Page 9 of: Rvalue References Explained, by Thomas Becker   about me  

Rvalue References And Exceptions

Normally, when you develop software in C++, it is your choice whether you want to pay attention to exception safety, or to use exceptions at all in your code. Rvalue references are a bit different in this regard. When you overload the copy constructor and the copy assignment operator of a class for the sake of move semantics, it is very much recommended that you do the following:
  1. Strive to write your overloads in such a way that they cannot throw exceptions. That is often trivial, because move semantics typically do no more than exchange pointers and resource handles between two objects.
  2. If you succeeded in not throwing exceptions from your overloads, then make sure to advertise that fact using the new noexcept keyword.

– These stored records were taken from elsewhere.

use super::{read_image, table_meta, BeforeImage, Executor};
use crate::dt::image::TableRecords;
use crate::error::Result;
use crate::proxy::StatementContext;
use crate::sql::engine::Backend;
use crate::sql::parser::ast::DeleteStatement;
use crate::sql::plan::Node;
use crate::sql::types::Value;

use async_trait::async_trait;

/// Captures the rows a DELETE removes. There is no after-image.
pub struct DeleteExecutor<'a> {
    conn: &'a mut dyn Backend,
    stmt: &'a DeleteStatement,
    args: &'a [Value],
}

impl<'a> DeleteExecutor<'a> {
    pub fn new(conn: &'a mut dyn Backend, stmt: &'a DeleteStatement, args: &'a [Value]) -> Self {
        Self { conn, stmt, args }
    }
}

impl<'a> Executor for DeleteExecutor<'a> {
    fn table_name(&self) -> &str {
        &self.stmt.table
    }
}

#[async_trait]
impl<'a> BeforeImage for DeleteExecutor<'a> {
    /// Reads, with local row locks, exactly the rows the DELETE's predicate
    /// matches.
    async fn before_image(&mut self, ctx: &StatementContext) -> Result<TableRecords> {
        let table = table_meta(ctx, &mut *self.conn, &self.stmt.table).await?;
        let node = Node::Scan {
            table: table.name.clone(),
            filter: self.stmt.r#where.clone(),
            for_update: true,
        };
        read_image(ctx, &mut *self.conn, &table, node, self.args).await
    }
}
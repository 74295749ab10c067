use super::types::{DataType, Value};
use crate::error::{Error, Result};

use serde_derive::{Deserialize, Serialize};

/// The catalog stores schema information
pub trait Catalog {
    /// Creates a new table
    fn create_table(&mut self, table: Table) -> Result<()>;

    /// Deletes an existing table, or errors if it does not exist
    fn delete_table(&mut self, table: &str) -> Result<()>;

    /// Reads a table, if it exists
    fn read_table(&self, table: &str) -> Result<Option<Table>>;

    /// Reads a table, and errors if it does not exist
    fn must_read_table(&self, table: &str) -> Result<Table> {
        self.read_table(table)?
            .ok_or_else(|| Error::Value(format!("Table {} does not exist", table)))
    }
}

/// A table schema
#[derive(Clone, Debug, PartialEq, Deserialize, Serialize)]
pub struct Table {
    pub name: String,
    pub columns: Vec<Column>,
}

impl Table {
    /// Creates a new table schema
    pub fn new(name: impl Into<String>, columns: Vec<Column>) -> Result<Self> {
        let table = Self {
            name: name.into(),
            columns,
        };
        table.validate()?;
        Ok(table)
    }

    /// Fetches a column by name
    pub fn get_column(&self, name: &str) -> Result<&Column> {
        self.columns.iter().find(|c| c.name.eq_ignore_ascii_case(name)).ok_or_else(|| {
            Error::Value(format!("Column {} not found in table {}", name, self.name))
        })
    }

    /// Fetches a column index by name
    pub fn get_column_index(&self, name: &str) -> Result<usize> {
        self.columns
            .iter()
            .position(|c| c.name.eq_ignore_ascii_case(name))
            .ok_or_else(|| {
                Error::Value(format!("Column {} not found in table {}", name, self.name))
            })
    }

    /// Returns the primary key columns of the table, in column order.
    /// Errors if the table has none, since rows without a key can't be locked.
    pub fn get_primary_keys(&self) -> Result<Vec<&Column>> {
        let keys: Vec<&Column> = self.columns.iter().filter(|c| c.primary_key).collect();
        if keys.is_empty() {
            return Err(Error::Value(format!("Primary key not found in table {}", self.name)));
        }
        Ok(keys)
    }

    /// Returns the primary key column names of the table
    pub fn get_primary_key_names(&self) -> Result<Vec<String>> {
        Ok(self.get_primary_keys()?.into_iter().map(|c| c.name.clone()).collect())
    }

    /// Returns the primary key value(s) of a row
    pub fn get_row_key(&self, row: &[Value]) -> Result<Vec<Value>> {
        self.columns
            .iter()
            .zip(row.iter())
            .filter(|(c, _)| c.primary_key)
            .map(|(_, v)| match v {
                Value::Null => Err(Error::Value("Primary key value not found for row".into())),
                v => Ok(v.clone()),
            })
            .collect()
    }

    /// Validates the table schema
    pub fn validate(&self) -> Result<()> {
        if self.columns.is_empty() {
            return Err(Error::Value(format!("Table {} has no columns", self.name)));
        }
        self.get_primary_keys()?;
        if self.columns.iter().filter(|c| c.auto_increment).count() > 1 {
            return Err(Error::Value(format!(
                "Multiple auto-increment columns in table {}",
                self.name
            )));
        }
        for column in &self.columns {
            column.validate()?;
        }
        Ok(())
    }

    /// Validates a row
    pub fn validate_row(&self, row: &[Value]) -> Result<()> {
        if row.len() != self.columns.len() {
            return Err(Error::Value(format!("Invalid row size for table {}", self.name)));
        }
        for (column, value) in self.columns.iter().zip(row.iter()) {
            column.validate_value(value)?;
        }
        Ok(())
    }
}

/// A table column schema
#[derive(Clone, Debug, PartialEq, Deserialize, Serialize)]
pub struct Column {
    /// Column name
    pub name: String,
    /// Column datatype
    pub datatype: DataType,
    /// Whether the column is part of the primary key
    pub primary_key: bool,
    /// Whether the column allows null values
    pub nullable: bool,
    /// The default value of the column
    pub default: Option<Value>,
    /// Whether the backend generates values for the column on insert
    pub auto_increment: bool,
}

impl Column {
    /// Creates a non-nullable column without default
    pub fn new(name: impl Into<String>, datatype: DataType) -> Self {
        Self {
            name: name.into(),
            datatype,
            primary_key: false,
            nullable: false,
            default: None,
            auto_increment: false,
        }
    }

    /// Marks the column as (part of) the primary key
    pub fn primary_key(mut self) -> Self {
        self.primary_key = true;
        self
    }

    /// Marks the column as auto-incrementing
    pub fn auto_increment(mut self) -> Self {
        self.auto_increment = true;
        self
    }

    /// Marks the column as nullable, defaulting to NULL
    pub fn nullable(mut self) -> Self {
        self.nullable = true;
        self.default = Some(Value::Null);
        self
    }

    /// Validates the column schema
    pub fn validate(&self) -> Result<()> {
        if self.primary_key && self.nullable {
            return Err(Error::Value(format!("Primary key {} cannot be nullable", self.name)));
        }
        if self.auto_increment && self.datatype != DataType::Integer {
            return Err(Error::Value(format!(
                "Auto-increment column {} must be INTEGER",
                self.name
            )));
        }
        if let Some(default) = &self.default {
            match default.datatype() {
                Some(datatype) if datatype != self.datatype => {
                    return Err(Error::Value(format!(
                        "Default value for column {} has datatype {}, must be {}",
                        self.name, datatype, self.datatype
                    )))
                }
                None if !self.nullable => {
                    return Err(Error::Value(format!(
                        "Can't use NULL as default value for non-nullable column {}",
                        self.name
                    )))
                }
                _ => {}
            }
        }
        Ok(())
    }

    /// Validates a column value
    pub fn validate_value(&self, value: &Value) -> Result<()> {
        match value.datatype() {
            None if self.nullable => Ok(()),
            None => Err(Error::Value(format!("NULL value not allowed for column {}", self.name))),
            Some(DataType::Integer) if self.datatype == DataType::Float => Ok(()),
            Some(ref datatype) if datatype != &self.datatype => Err(Error::Value(format!(
                "Invalid datatype {} for {} column {}",
                datatype, self.datatype, self.name
            ))),
            _ => Ok(()),
        }
    }
}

If you don't do both of these things, then there is at least one very common situation where your move semantics will not be applied despite the fact that you would very much expect it: when an std::vector gets resized, you certainly want move semantics to happen when the existing elements of your vector are being relocated to the new memory block. But that won't happen unless both of 1. and 2. above are satisfied.

You don't really have to understand the reasons for this behavior. Observing the recommendations 1. and 2. above is easy enough, and it's all you really need to know. However, having an understanding that runs a little deeper than absolutely necessary has never hurt anybody. I recommend reading Item 14 (and all the other items, for that matter) of Scott Meyers' book “Effective Modern C++.”